That the VF-20 would see a return to the Haas corporate colours of red, white, and black following the departure of Rich Energy as a title sponsor was not a surprise. What was a surprise was that such a traditionally dreary colour scheme has come out looking so good.
But how does it rank compared to the other Haas liveries? Let’s take a look at the seven (yes, seven) major ones since the team entered F1 in 2016 and see what’s what.
For the team’s second season, Haas went with a darker theme than it had in 2016. The white was all but gone, replaced instead with a flat grey and plenty of red areas. The re-appearance of shark fins on the 2017 cars caused some consternation and in terms of livery design, Haas probably initially made better use of it than anyone with a funky geometric pattern which made it look like the car was moving, even when it wasn’t. It was an understated but gorgeous livery – we ranked it the second-best of the year at the time.
Damn, this looks cool. Clear, defined blocks of black and white in exactly the right areas with just the right amount of red accents. If you ever needed proof that bright colours and elaborate designs aren’t necessary for a good livery, this is it. The only reason it’s not number one is that it doesn’t look quite as striking from the rear three-quarter view as it does from the front, but it was a close call. It’s the sort of livery that would look smart on any car from any era and if Haas sticks with it, it has every chance of becoming a bit of a classic.
There was plenty of anticipation over what Haas’s first Formula 1 car would look like and when the VF-16 was finally revealed, the result was… well, a bit meh. Maybe it’s because there were rumours that the car would be yellow, but black, red, and silver isn’t exactly the most innovative colour palette. Looking back, though, the launch version of the VF-16 was smart, if a bit bare.
Black and gold is an iconic livery…if it’s on a Lotus from the 1970s or 80s. On everything else it’s always looked a bit pants… and the VF-19 was firmly in that category. It wasn’t bad, but gold only really works as an accent colour, and the areas on the nose and engine cover were had far too much of it. Plus, the fact that most of the other logos on the car were white kinda spoiled the effect. It gets some bonus points, though, purely because of the meme-factor of Rich Energy hilariously being the title sponsor.
Heading into the 2017 Monaco GP, Haas made the decision to completely ruin a glorious livery. The red bits which so brilliantly stood out against the black and grey were replaced with an altogether more boring white. It made the cars stand out a bit more on TV but had turned a smart, aggressive-looking car into one which looked a bit messy.

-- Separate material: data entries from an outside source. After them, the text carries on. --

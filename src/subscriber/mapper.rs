//! # Mapper configuration.
//!
//! A mapper projects a topic's current value into a partial [`State`].
//! [`Mappers`] is the ordered configuration handed to
//! [`Subscriber::subscribe`](crate::Subscriber::subscribe): declaration order
//! is merge order, so later entries win overlapping keys on setup.
//!
//! ## Example
//! ```rust
//! use databus::{Mappers, MapperError, State};
//!
//! let mappers: Mappers<String, String> = Mappers::new()
//!     .map("user", |v: Option<&String>, _topic: &str| {
//!         State::new().with("user", v.cloned().unwrap_or_default())
//!     })
//!     .try_map("theme", |v: Option<&String>, _topic: &str| match v.map(String::as_str) {
//!         Some("dark") | Some("light") | None => {
//!             Ok(State::new().with("theme", v.cloned().unwrap_or_else(|| "light".into())))
//!         }
//!         Some(other) => Err(MapperError::new(format!("unknown theme {other}"))),
//!     });
//!
//! assert_eq!(mappers.topics().collect::<Vec<_>>(), vec!["user", "theme"]);
//! ```

use std::collections::HashSet;
use std::sync::Arc;

use crate::error::{MapperError, SubscribeError};

use super::State;

/// Shared mapper: `(topic value, topic name) -> partial state`.
///
/// The value is `None` while nothing has been published on the topic yet.
pub type Mapper<V, O> =
    Arc<dyn Fn(Option<&V>, &str) -> Result<State<O>, MapperError> + Send + Sync>;

/// One (topic, mapper) configuration entry.
pub struct MapperEntry<V, O> {
    pub(crate) topic: Arc<str>,
    pub(crate) mapper: Mapper<V, O>,
}

impl<V, O> MapperEntry<V, O> {
    /// Topic name.
    pub fn topic(&self) -> &str {
        &self.topic
    }

    pub fn mapper(&self) -> &Mapper<V, O> {
        &self.mapper
    }
}

impl<V, O> Clone for MapperEntry<V, O> {
    fn clone(&self) -> Self {
        Self {
            topic: Arc::clone(&self.topic),
            mapper: Arc::clone(&self.mapper),
        }
    }
}

/// Ordered configuration of mappers.
///
/// The builder accepts anything; empty or repeated topic names are reported
/// by [`Mappers::validate`] when the subscriber is set up.
pub struct Mappers<V, O> {
    entries: Vec<MapperEntry<V, O>>,
}

impl<V, O> Default for Mappers<V, O> {
    fn default() -> Self {
        Self {
            entries: Vec::new(),
        }
    }
}

impl<V, O> Clone for Mappers<V, O> {
    fn clone(&self) -> Self {
        Self {
            entries: self.entries.clone(),
        }
    }
}

impl<V: 'static, O: 'static> Mappers<V, O> {
    /// Creates an empty configuration.
    #[must_use]
    pub fn new() -> Self {
        Self::default()
    }

    /// Appends an infallible mapper.
    #[must_use]
    pub fn map<F>(self, topic: impl Into<Arc<str>>, f: F) -> Self
    where
        F: Fn(Option<&V>, &str) -> State<O> + Send + Sync + 'static,
    {
        self.try_map(topic, move |v: Option<&V>, t: &str| Ok(f(v, t)))
    }

    /// Appends a fallible mapper.
    #[must_use]
    pub fn try_map<F>(mut self, topic: impl Into<Arc<str>>, f: F) -> Self
    where
        F: Fn(Option<&V>, &str) -> Result<State<O>, MapperError> + Send + Sync + 'static,
    {
        self.push(topic, Arc::new(f));
        self
    }

    /// Appends an already shared mapper.
    pub fn push(&mut self, topic: impl Into<Arc<str>>, mapper: Mapper<V, O>) {
        self.entries.push(MapperEntry {
            topic: topic.into(),
            mapper,
        });
    }
}

impl<V, O> Mappers<V, O> {
    /// Topic names in declaration order.
    pub fn topics(&self) -> impl Iterator<Item = &str> {
        self.entries.iter().map(MapperEntry::topic)
    }

    pub fn len(&self) -> usize {
        self.entries.len()
    }

    pub fn is_empty(&self) -> bool {
        self.entries.is_empty()
    }

    /// Checks that every topic name is non-empty and unique.
    pub fn validate(&self) -> Result<(), SubscribeError> {
        let mut seen = HashSet::with_capacity(self.entries.len());
        for (index, entry) in self.entries.iter().enumerate() {
            if entry.topic.is_empty() {
                return Err(SubscribeError::EmptyTopic { index });
            }
            if !seen.insert(&*entry.topic) {
                return Err(SubscribeError::DuplicateTopic {
                    topic: entry.topic.to_string(),
                });
            }
        }
        Ok(())
    }

    /// Configured entries in declaration order.
    pub fn entries(&self) -> &[MapperEntry<V, O>] {
        &self.entries
    }
}

#[cfg(test)]
mod tests {
    use super::*;

    fn noop(_v: Option<&u32>, _t: &str) -> State<u32> {
        State::new()
    }

    #[test]
    fn test_validate_accepts_unique_names() {
        let m = Mappers::new().map("a", noop).map("b", noop);
        assert!(m.validate().is_ok());
        assert_eq!(m.len(), 2);
    }

    #[test]
    fn test_validate_rejects_duplicate_added_programmatically() {
        let mut m = Mappers::new().map("user", noop);
        m.push(
            "user",
            Arc::new(|_v: Option<&u32>, _t: &str| Ok::<_, MapperError>(State::<u32>::new())),
        );

        assert_eq!(
            m.validate(),
            Err(SubscribeError::DuplicateTopic {
                topic: "user".into()
            })
        );
    }

    #[test]
    fn test_validate_rejects_empty_name() {
        let m = Mappers::new().map("a", noop).map("", noop);
        assert_eq!(m.validate(), Err(SubscribeError::EmptyTopic { index: 1 }));
    }

    #[test]
    fn test_map_passes_value_and_topic() {
        let m: Mappers<u32, u32> =
            Mappers::new().map("n", |v: Option<&u32>, t: &str| {
                State::new().with(t, v.copied().unwrap_or(0) * 2)
            });
        let entry = &m.entries()[0];
        let out = (entry.mapper())(Some(&21), entry.topic()).unwrap();
        assert_eq!(out.get("n"), Some(&42));
    }
}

Between the end of pre-season testing and the first race in Australia, Haas decided to replace the silver bits of the livery with white, a move which made the car look significantly worse. Not because it’s a bit ugly, but just because it’s boring – a far greater sin.
Having experimented a bit the season before, in 2018 Haas decided to return to its original colour scheme – only with more white, and less black and red. All of this conspired to make an incredibly forgettable livery to the point where it’s hard to even remember anything the team did on the track, despite 2018 being Haas’s most successful season.